The three-generation leaching process of weathered crust elution-deposited rare earth ore has one thing in common, which is that by burning wood or coal, the newly leached oxalic or carbonic rare earth burns into rare earth mixtures, which emit many toxic and harmful exhaust gas such as smoke, dust, and SO2 . The separation and electrolysis process of weathered crust elution-deposited rare earth ore requires the use of a concentrated HCl with an HCl gas content of 6 kg/h in the decomposition tank, which exceeds the national emission standard by 2.72 times . At present, the vast majority of rare earth mineral processing plants for toxic and harmful gases treatment ratio has reached more than 85%, but there are still very few private small enterprises discharging the waste gas untreated or not up to standard, which will cause mining workers and surrounding residents of various diseases to significantly increase.
Weathered crust elution-deposited rare earth ore in the process of mining and separation will produce a large amount of solid waste such as tailings and waste residue . According to incomplete statistics, the Gannan rare earth mine will produce an average of at least 13 million m3 of solid waste per year . The vast majority of mining enterprises directly to leaching residue as a general sludge treatment, not according to the standard setup tailings reservoir. In the rainstorm weather, it will be washed with rain, covering the downstream riverbed and farmland.
4.2. Weathered Crust Elution-Deposited Rare Earth Ore Development Leads to Ecological Damage
The pool immersion process will cut or burn the above layer of the vegetation, that is, stripping the topsoil layer. After mining the ionized rare earth ore, a large area of vegetation and land is destroyed. Relevant data show that the early use of the pool immersion process production 1 t weathered crust elution-deposited rare earth concentrate needs to peel off 300 m2 of the topsoil layer, damage 160 to 200 m2 of the surface vegetation, resulting in soil erosion of about 1200 m3 per year and soil desertification area of about 1 mu . Vegetation destruction can also lead to a sharp decline in the number of local wildlife, affecting biodiversity and the ecosystem balance around the mine.
The destruction of the topsoil layer by the pool immersion and heap immersion process will lead to the loss of soil organic matter, nitrogen, phosphorus, and other nutrients in the location of rare earth mining destroying the microbial balance in the land ecosystem. And the physical and chemical properties of soil pH, porosity, particle density, and so on have also been destroyed. Its texture has become loose and poor water holding capacity.

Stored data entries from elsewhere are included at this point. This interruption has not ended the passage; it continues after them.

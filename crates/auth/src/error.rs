//! Fehlertypen fuer den Auth-Service

use thiserror::Error;

/// Alle moeglichen Fehler im Auth-Service
#[derive(Debug, Error)]
pub enum AuthError {
    // --- Passwort ---
    #[error("Passwort-Hashing fehlgeschlagen: {0}")]
    PasswortHashing(String),

    // --- Authentifizierung ---
    /// Unbekannte E-Mail und falsches Passwort sind nicht unterscheidbar
    #[error("E-Mail oder Passwort falsch")]
    UngueltigeAnmeldedaten,

    /// Konto nach Token-Ausstellung deaktiviert oder geloescht
    #[error("Konto inaktiv")]
    KontoInaktiv,

    // --- Token ---
    #[error("Token ungueltig")]
    TokenUngueltig,

    #[error("Token-Signatur ungueltig")]
    TokenSignatur,

    #[error("Token abgelaufen")]
    TokenAbgelaufen,

    // --- Berechtigungen ---
    #[error("Zugriff verweigert: Berechtigung '{0}' fehlt")]
    BerechtigungFehlt(String),

    #[error("Zugriff verweigert: Rolle '{0}' erforderlich")]
    RolleFehlt(String),

    // --- Kontoverwaltung ---
    #[error("E-Mail bereits vergeben: {0}")]
    EmailVergeben(String),

    #[error("Konto nicht gefunden: {0}")]
    KontoNichtGefunden(String),

    // --- Konfiguration ---
    #[error("Konfigurationsfehler: {0}")]
    Konfiguration(String),

    // --- Datenbank ---
    #[error("Datenbankfehler: {0}")]
    Datenbank(#[from] shopwerk_db::DbError),

    // --- Intern ---
    #[error("Interner Fehler: {0}")]
    Intern(String),
}

impl AuthError {
    pub fn intern(msg: impl Into<String>) -> Self {
        Self::Intern(msg.into())
    }

    /// Gibt true zurueck fuer Fehler, die zu `401 Unauthorized` fuehren
    pub fn ist_authentifizierung(&self) -> bool {
        matches!(
            self,
            Self::UngueltigeAnmeldedaten
                | Self::KontoInaktiv
                | Self::TokenUngueltig
                | Self::TokenSignatur
                | Self::TokenAbgelaufen
        )
    }

    /// Gibt true zurueck fuer Fehler, die zu `403 Forbidden` fuehren
    pub fn ist_autorisierung(&self) -> bool {
        matches!(self, Self::BerechtigungFehlt(_) | Self::RolleFehlt(_))
    }
}

/// Result-Alias fuer den Auth-Service
pub type AuthResult<T> = Result<T, AuthError>;
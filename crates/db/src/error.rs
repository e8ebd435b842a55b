//! Fehlertypen fuer das Datenbank-Crate

use thiserror::Error;

/// Datenbank-Fehlertypen
#[derive(Debug, Error)]
pub enum DbError {
    #[error("Datensatz nicht gefunden: {0}")]
    NichtGefunden(String),

    #[error("Eindeutigkeitsverletzung: {0}")]
    Eindeutigkeit(String),

    #[error("Ungueltige Daten: {0}")]
    UngueltigeDaten(String),

    #[error("SQLx-Fehler: {0}")]
    Sqlx(#[from] sqlx::Error),

    #[error("Migration-Fehler: {0}")]
    Migration(#[from] sqlx::migrate::MigrateError),

    #[error("Interner DB-Fehler: {0}")]
    Intern(String),
}

impl DbError {
    pub fn nicht_gefunden(msg: impl Into<String>) -> Self {
        Self::NichtGefunden(msg.into())
    }

    pub fn intern(msg: impl Into<String>) -> Self {
        Self::Intern(msg.into())
    }

    /// Gibt true zurueck wenn es sich um einen Eindeutigkeitsfehler handelt
    pub fn ist_eindeutigkeit(&self) -> bool {
        matches!(self, Self::Eindeutigkeit(_))
            || matches!(self, Self::Sqlx(e) if ist_unique_verletzung(e))
    }
}

/// Erkennt UNIQUE-Verletzungen anhand des Fehlercodes der Datenbank
pub(crate) fn ist_unique_verletzung(e: &sqlx::Error) -> bool {
    matches!(e, sqlx::Error::Database(db) if db.is_unique_violation())
}
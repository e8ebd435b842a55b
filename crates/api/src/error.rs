//! Fehlertypen und Fehlerantworten der REST-API
//!
//! Jede Fehlerantwort hat die Form
//! `{"error": {"code": <HTTP-Status>, "message": "..."}}`.

use axum::{
    extract::rejection::JsonRejection,
    http::StatusCode,
    response::{IntoResponse, Json, Response},
};
use serde_json::json;
use thiserror::Error;

use shopwerk_auth::AuthError;

/// Alle moeglichen Fehler in der REST-API
#[derive(Debug, Error)]
pub enum ApiError {
    #[error("Authentifizierung erforderlich")]
    NichtAuthentifiziert,

    #[error("Authentifizierung als {0} erforderlich")]
    FalscheArt(&'static str),

    #[error("Ungueltige Anfrage: {0}")]
    UngueltigeAnfrage(String),

    #[error(transparent)]
    Auth(#[from] AuthError),
}

pub type ApiResult<T> = Result<T, ApiError>;

impl From<JsonRejection> for ApiError {
    fn from(rejection: JsonRejection) -> Self {
        Self::UngueltigeAnfrage(rejection.body_text())
    }
}

impl ApiError {
    pub fn http_status(&self) -> StatusCode {
        match self {
            Self::NichtAuthentifiziert | Self::FalscheArt(_) => StatusCode::UNAUTHORIZED,
            Self::UngueltigeAnfrage(_) => StatusCode::BAD_REQUEST,
            Self::Auth(e) => match e {
                e if e.ist_authentifizierung() => StatusCode::UNAUTHORIZED,
                e if e.ist_autorisierung() => StatusCode::FORBIDDEN,
                AuthError::EmailVergeben(_) => StatusCode::CONFLICT,
                AuthError::KontoNichtGefunden(_) => StatusCode::NOT_FOUND,
                _ => StatusCode::INTERNAL_SERVER_ERROR,
            },
        }
    }

    /// Text fuer den Client
    ///
    /// Ein inaktives Konto wird wie ein ungueltiges Token gemeldet.
    /// Interne Ursachen werden nicht nach aussen gegeben.
    pub fn client_nachricht(&self) -> String {
        match self {
            Self::Auth(AuthError::KontoInaktiv) => AuthError::TokenUngueltig.to_string(),
            e if e.http_status() == StatusCode::INTERNAL_SERVER_ERROR => {
                "Interner Serverfehler".to_string()
            }
            e => e.to_string(),
        }
    }
}

impl IntoResponse for ApiError {
    fn into_response(self) -> Response {
        let status = self.http_status();
        if status == StatusCode::INTERNAL_SERVER_ERROR {
            tracing::error!(fehler = %self, "Anfrage mit internem Fehler abgebrochen");
        }
        fehler_antwort(status, &self.client_nachricht())
    }
}

/// Fehlerantwort fuer die REST-API
pub fn fehler_antwort(status: StatusCode, nachricht: &str) -> Response {
    (
        status,
        Json(json!({
            "error": {
                "code": status.as_u16(),
                "message": nachricht
            }
        })),
    )
        .into_response()
}

#[cfg(test)]
mod tests {
    use super::*;
    use shopwerk_db::DbError;

    #[test]
    fn status_zuordnung() {
        let faelle = [
            (ApiError::NichtAuthentifiziert, 401),
            (ApiError::Auth(AuthError::UngueltigeAnmeldedaten), 401),
            (ApiError::Auth(AuthError::TokenAbgelaufen), 401),
            (ApiError::Auth(AuthError::KontoInaktiv), 401),
            (
                ApiError::Auth(AuthError::BerechtigungFehlt("create_admins".into())),
                403,
            ),
            (ApiError::Auth(AuthError::RolleFehlt("super_admin".into())), 403),
            (ApiError::Auth(AuthError::EmailVergeben("a@x.com".into())), 409),
            (ApiError::UngueltigeAnfrage("kaputt".into()), 400),
            (ApiError::Auth(DbError::intern("weg").into()), 500),
        ];
        for (fehler, erwartet) in faelle {
            assert_eq!(fehler.http_status().as_u16(), erwartet, "{fehler:?}");
        }
    }

    #[test]
    fn inaktives_konto_wie_ungueltiges_token() {
        assert_eq!(
            ApiError::Auth(AuthError::KontoInaktiv).client_nachricht(),
            ApiError::Auth(AuthError::TokenUngueltig).client_nachricht()
        );
    }

    #[test]
    fn interne_ursache_bleibt_verborgen() {
        let fehler = ApiError::Auth(DbError::intern("geheimer Pfad /var/db").into());
        assert_eq!(fehler.client_nachricht(), "Interner Serverfehler");
    }
}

4.3. Negative External Derivative Effects of Weathered Crust Elution-Deposited Rare Earth Development
The ammonia nitrogen wastewater mentioned above destroyed the freshwater resources and water quality structure of weathered crust elution-deposited rare earth ore seriously affects the irrigation water for agricultural production around the mine and also poses a threat to drinking water for the sake of water safety, all of which can only be purchased from other places . The separation process of weathered crust elution-deposited rare earth ore discharges toxic and harmful gases, causes long-term exposure to the air, and easy to cause respiratory tract, lung, and skin diseases of the surrounding residents. Besides, the pollution of rare earth elements in soil, water, and crops around the mining area is very serious. Those tailings contain a lot of heavy metal elements such as As, Cd, and Pb. And through the food chain, the health of mining workers and surrounding residents were threatened in the bones, blood, and hair accumulation, which resulted in decreased immunity, induced osteoporosis, and brain toxic effects, especially stunted children, increasing the burden of medical consumption of the surrounding residents of the mining area . In the process of protecting the ecological balance of weathered crust elution-deposited rare earth mining areas, some development opportunities of other industries have also been lost, resulting in certain losses.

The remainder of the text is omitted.